PROCESSOS

Quilombolas: mais de 1.800 terras aguardam reconhecimento; apenas 147 são demarcadas

Processos de regularização no Incra demoram mais de uma década para serem finalizados. 'Lutamos para manter o que nos pertence', diz moradora

Quilombolas: mais de 1.800 terras aguardam reconhecimento; apenas 147 são demarcadas (Foto: Divulgação)

Das 3.583 comunidades quilombolas autodeclaradas no Brasil, apenas 147 são tituladas, ou seja, demarcadas. Além disso, o Instituto Nacional de Colonização e Reforma Agrária (Incra) tem, em curso, 1.802 processos de regularização fundiária abertos por quilombolas que aguardam a demarcação. Os dados foram divulgados pelo Instituto Brasileiro de Geografia e Estatística (IBGE) nesta quinta-feira, no primeiro levantamento censitário do país sobre o grupo étnico-racial.

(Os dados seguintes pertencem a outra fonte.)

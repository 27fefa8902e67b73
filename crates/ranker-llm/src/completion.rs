//! Completion request and response types

use crate::Message;
use serde::{Deserialize, Serialize};

/// Output format the model is asked to produce
#[derive(Debug, Clone, Copy, PartialEq, Eq, Default, Serialize, Deserialize)]
#[serde(rename_all = "snake_case")]
pub enum ResponseFormat {
    /// Free text
    #[default]
    Text,
    /// A single JSON object (OpenAI "json mode")
    JsonObject,
}

/// Request for a chat completion
#[derive(Debug, Clone, Serialize, Deserialize)]
pub struct CompletionRequest {
    /// Model identifier (provider-specific)
    pub model: String,

    /// Conversation history
    pub messages: Vec<Message>,

    /// Maximum tokens to generate
    #[serde(skip_serializing_if = "Option::is_none")]
    pub max_tokens: Option<usize>,

    /// Sampling temperature
    #[serde(skip_serializing_if = "Option::is_none")]
    pub temperature: Option<f32>,

    /// Sampling seed for reproducible output
    #[serde(skip_serializing_if = "Option::is_none")]
    pub seed: Option<u64>,

    /// Requested response format
    #[serde(default)]
    pub response_format: ResponseFormat,

    /// Stop sequences
    #[serde(skip_serializing_if = "Option::is_none")]
    pub stop_sequences: Option<Vec<String>>,
}

/// Response from a chat completion
#[derive(Debug, Clone, Serialize, Deserialize)]
pub struct CompletionResponse {
    /// Generated message from the assistant
    pub message: Message,

    /// Why the model stopped generating
    pub stop_reason: StopReason,

    /// Token usage statistics
    pub usage: TokenUsage,
}

impl CompletionResponse {
    /// Assistant reply that ended naturally, with no usage recorded
    pub fn from_text(text: impl Into<String>) -> Self {
        Self {
            message: Message::assistant(text),
            stop_reason: StopReason::EndTurn,
            usage: TokenUsage::default(),
        }
    }

    /// Text of the assistant message, empty when the model returned nothing
    pub fn text(&self) -> &str {
        self.message.text().unwrap_or_default()
    }
}

/// Reason the model stopped generating
#[derive(Debug, Clone, Copy, PartialEq, Eq, Serialize, Deserialize)]
#[serde(rename_all = "snake_case")]
pub enum StopReason {
    /// Natural completion (end of turn)
    EndTurn,

    /// Hit max tokens limit
    MaxTokens,
}

/// Token usage statistics
#[derive(Debug, Clone, Copy, Default, Serialize, Deserialize)]
pub struct TokenUsage {
    /// Number of input tokens
    pub input_tokens: usize,

    /// Number of output tokens
    pub output_tokens: usize,
}

impl TokenUsage {
    /// Total tokens used (input + output)
    pub fn total(&self) -> usize {
        self.input_tokens + self.output_tokens
    }
}

impl CompletionRequest {
    /// Create a builder for completion requests
    pub fn builder(model: impl Into<String>) -> CompletionRequestBuilder {
        CompletionRequestBuilder::new(model)
    }
}

/// Builder for CompletionRequest
pub struct CompletionRequestBuilder {
    model: String,
    messages: Vec<Message>,
    max_tokens: Option<usize>,
    temperature: Option<f32>,
    seed: Option<u64>,
    response_format: ResponseFormat,
    stop_sequences: Option<Vec<String>>,
}

impl CompletionRequestBuilder {
    /// Create a new builder
    pub fn new(model: impl Into<String>) -> Self {
        Self {
            model: model.into(),
            messages: Vec::new(),
            max_tokens: None,
            temperature: None,
            seed: None,
            response_format: ResponseFormat::Text,
            stop_sequences: None,
        }
    }

    /// Add a single message
    pub fn add_message(mut self, message: Message) -> Self {
        self.messages.push(message);
        self
    }

    /// Set the maximum tokens
    pub fn max_tokens(mut self, max_tokens: usize) -> Self {
        self.max_tokens = Some(max_tokens);
        self
    }

    /// Set the temperature
    pub fn temperature(mut self, temperature: f32) -> Self {
        self.temperature = Some(temperature);
        self
    }

    /// Set the sampling seed
    pub fn seed(mut self, seed: u64) -> Self {
        self.seed = Some(seed);
        self
    }

    /// Ask for a JSON object response
    pub fn json_object(mut self) -> Self {
        self.response_format = ResponseFormat::JsonObject;
        self
    }

    /// Add a stop sequence
    pub fn stop(mut self, sequence: impl Into<String>) -> Self {
        self.stop_sequences
            .get_or_insert_with(Vec::new)
            .push(sequence.into());
        self
    }

    /// Build the completion request
    pub fn build(self) -> CompletionRequest {
        CompletionRequest {
            model: self.model,
            messages: self.messages,
            max_tokens: self.max_tokens,
            temperature: self.temperature,
            seed: self.seed,
            response_format: self.response_format,
            stop_sequences: self.stop_sequences,
        }
    }
}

Conforme o levantamento, há 1.327.802 pessoas autodeclaradas quilombolas no país, mas apenas 62.859 (ou 4,3 do total) residem em terras demarcadas. O reconhecimento das comunidades pelo Incra, etapa necessária para a demarcação, também é baixo: somente 494 quilombos são oficialmente delimitados no Brasil, com 167.202 residentes (12,6% do total).

Entre as terras reconhecidas está Mesquita, região de 1.146 moradores na Cidade Ocidental, Goiás. A pequena comunidade próxima a Brasília foi reconhecida pelo Incra como quilombola em 2011, quando o processo de regularização foi aberto. O processo já dura 12 anos e os moradores ainda esperam pela demarcação, segundo a representante Sandra Pereira Braga, sob a pressão de fazendeiros e da especualção imobiliária.

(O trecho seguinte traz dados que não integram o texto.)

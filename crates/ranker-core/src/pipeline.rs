//! Query-to-report orchestration

use crate::config::RankerConfig;
use crate::directory::SymbolDirectory;
use crate::error::Result;
use crate::extractor::EntityExtractor;
use crate::market::{MarketDataFetcher, MarketDataSource};
use crate::matcher::match_all;
use crate::metrics::Metrics;
use crate::query::{AnalysisPeriod, lookback_or};
use crate::report::{RankedCompany, Rankings};
use crate::summarizer::NarrativeSummarizer;
use chrono::{Local, NaiveDate};
use ranker_llm::LLMProvider;
use serde::{Deserialize, Serialize};
use std::sync::Arc;
use tracing::{info, instrument, warn};

pub const NO_SYMBOLS: &str = "No valid symbols found to analyze";
pub const NO_DATA: &str = "No data available for analysis";

/// Result of one analysis run
#[derive(Debug, Clone, PartialEq, Serialize, Deserialize)]
#[serde(tag = "status", rename_all = "snake_case")]
pub enum AnalysisOutcome {
    /// At least one company was ranked
    Ranked(AnalysisReport),

    /// Nothing matched, or nothing that matched had data
    NoData {
        query: String,
        reason: String,
        unmatched: Vec<String>,
    },
}

impl AnalysisOutcome {
    pub fn report(&self) -> Option<&AnalysisReport> {
        match self {
            Self::Ranked(report) => Some(report),
            Self::NoData { .. } => None,
        }
    }
}

#[derive(Debug, Clone, PartialEq, Serialize, Deserialize)]
pub struct AnalysisReport {
    pub query: String,
    pub period: AnalysisPeriod,
    /// Descriptions that matched no listed company
    pub unmatched: Vec<String>,
    /// Symbols dropped because no usable history came back
    pub skipped: Vec<String>,
    pub rankings: Rankings,
    /// Rendered performance table
    pub table: String,
    /// Model commentary on the table
    pub summary: String,
}

/// Runs a query through extraction, matching, fetching, ranking and summary
///
/// Symbols are processed one at a time; the market source carries session
/// state, so give each concurrent caller its own pipeline or source.
pub struct RankingPipeline {
    extractor: EntityExtractor,
    summarizer: NarrativeSummarizer,
    fetcher: MarketDataFetcher,
    directory: Arc<SymbolDirectory>,
    default_lookback_months: u32,
}

impl RankingPipeline {
    pub fn new(
        provider: Arc<dyn LLMProvider>,
        source: Arc<dyn MarketDataSource>,
        directory: Arc<SymbolDirectory>,
        config: &RankerConfig,
    ) -> Self {
        Self {
            extractor: EntityExtractor::new(Arc::clone(&provider), config.llm.clone()),
            summarizer: NarrativeSummarizer::new(provider, config.llm.clone()),
            fetcher: MarketDataFetcher::new(source, &config.market),
            directory,
            default_lookback_months: config.default_lookback_months,
        }
    }

    /// Analyze `query` with the window ending today
    pub async fn analyze(&self, query: &str) -> Result<AnalysisOutcome> {
        self.analyze_at(query, Local::now().date_naive()).await
    }

    /// Analyze `query` with the window ending on `today`
    ///
    /// Fails only when the model calls fail or the extraction reply is
    /// malformed; companies that cannot be matched or fetched are dropped.
    #[instrument(skip(self))]
    pub async fn analyze_at(&self, query: &str, today: NaiveDate) -> Result<AnalysisOutcome> {
        info!("Analyzing query: {}", query);

        let months = lookback_or(query, self.default_lookback_months);
        let period = AnalysisPeriod::ending(today, months);
        info!("Analysis Period: {}", period);

        let descriptions = self.extractor.extract(query, &self.directory).await?;

        let matched = match_all(&self.directory, &descriptions);
        let unmatched: Vec<String> = matched
            .iter()
            .filter(|m| m.symbol.is_none())
            .map(|m| m.description.clone())
            .collect();
        if !unmatched.is_empty() {
            warn!("Could not match: {}", unmatched.join(", "));
        }

        let targets: Vec<(String, String)> = matched
            .into_iter()
            .filter_map(|m| m.symbol.map(|symbol| (m.description, symbol)))
            .collect();
        if targets.is_empty() {
            info!("{}", NO_SYMBOLS);
            return Ok(AnalysisOutcome::NoData {
                query: query.to_string(),
                reason: NO_SYMBOLS.to_string(),
                unmatched,
            });
        }

        let mut ranked = Vec::with_capacity(targets.len());
        let mut skipped = Vec::new();
        for (company, symbol) in targets {
            info!("Processing {} ({})", company, symbol);

            let metrics = match self.fetcher.fetch(&symbol, &period).await {
                Some(points) => Metrics::compute(&symbol, &points),
                None => {
                    skipped.push(symbol);
                    continue;
                }
            };

            match metrics {
                Ok(metrics) => ranked.push(RankedCompany {
                    company,
                    symbol,
                    metrics,
                }),
                Err(e) => {
                    warn!("Skipping {}: {}", symbol, e);
                    skipped.push(symbol);
                }
            }
        }

        if ranked.is_empty() {
            info!("{}", NO_DATA);
            return Ok(AnalysisOutcome::NoData {
                query: query.to_string(),
                reason: NO_DATA.to_string(),
                unmatched,
            });
        }

        let rankings = Rankings::rank(ranked);
        let table = rankings.render();
        info!("\n{}", table);

        let summary = self.summarizer.summarize(&table).await?;

        Ok(AnalysisOutcome::Ranked(AnalysisReport {
            query: query.to_string(),
            period,
            unmatched,
            skipped,
            rankings,
            table,
            summary,
        }))
    }
}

— A gente já tem o reconhecimento e agora falta a tão sonhada titulação. Infelizmente, há pessoas que não querem entender nossos direitos e fazem construções na nossa terra. Existe uma pressão imobiliária muito grande para nos deslegitimar, para dizer que não temos direito ao território. Estamos lutando para manter o que nos pertence — disse Sandra, quilombola de Mesquita.

A invasão no território e construções indevidas também é uma realidade no quilombo Carrapatos da Tabatinga, em Bom Despacho (MG). O território foi certificado pela Fundação Cultural Palmares (FCP) como quilombo em 2005, mas não foi delimitada no Incra, então foi contabilizada pelo IBGE no Censo de 2022.

— Há pouco tempo, começaram a construir um templo evangélico dentro da nossa comunidade e tivemos que entrar com um processo para a retirada. Felizmente, temos uma boa articulação e nos movimentamos politicamente, então foi uma ação rápida — relatou Graça Epifanio, 51, quilombola de Tabatinga. — Não é questão de preconceito religioso, mas um templo evangélico não condiz com toda a nossa história.

Segundo o novo censo do IBGE, o número de quilombolas representa 0,67% da população brasileira. A pesquisa também revela que, a cada 153 domicílios no Brasil, um tem pelo menos uma pessoa quilombola residente.

Os quilombolas são maioria (mais de 50%0 em cinco municípios brasileiros. São eles: Alcântara (MA), 84,57%; Berilo (MG), 58,37%; Cavalcante (GO), 57,08%; Serrano do Maranhão (MA), 55,74%; e Bonito (BA), 50,28%.

Para essa parcela da população, o levantamento inédito é importante para a criação de novas políticas públicas.

— Saber que nós existimos estatisticamente, que Mesquita e todos as outras comunidades estão no Censo é uma honra muito grande. Estou muito emocionada e realizada com essa conquista — comentou Sandra.

O que são quilombos

Originalmente, os quilombos eram comunidades autônomas formadas por escravos fugitivos que buscavam a liberdade e a resistência contra a escravização no Brasil colonial. Essas comunidades surgiram, em sua maioria, em regiões remotas, como matas e montanhas — regiões onde os escravos se escondiam para estabelecer uma vida independente.

O isolamento foi parte da estratégia que garantiu a sobrevivência naquela época, mas também tornou difícil reunir informações precisas sobre as comunidades de hoje. Por isso é que, até hoje, eram desconhecidos dados básicos sobre essa população, como o total de integrantes, natalidade e mortalidade.

O direito dos quilombolas à propriedade de suas terras está garantido na Constituição de 88. Pela lei, essas áreas são consideradas “Território Cultural Afro-Brasileiro” e devem receber o apoio do Poder Público para a preservação.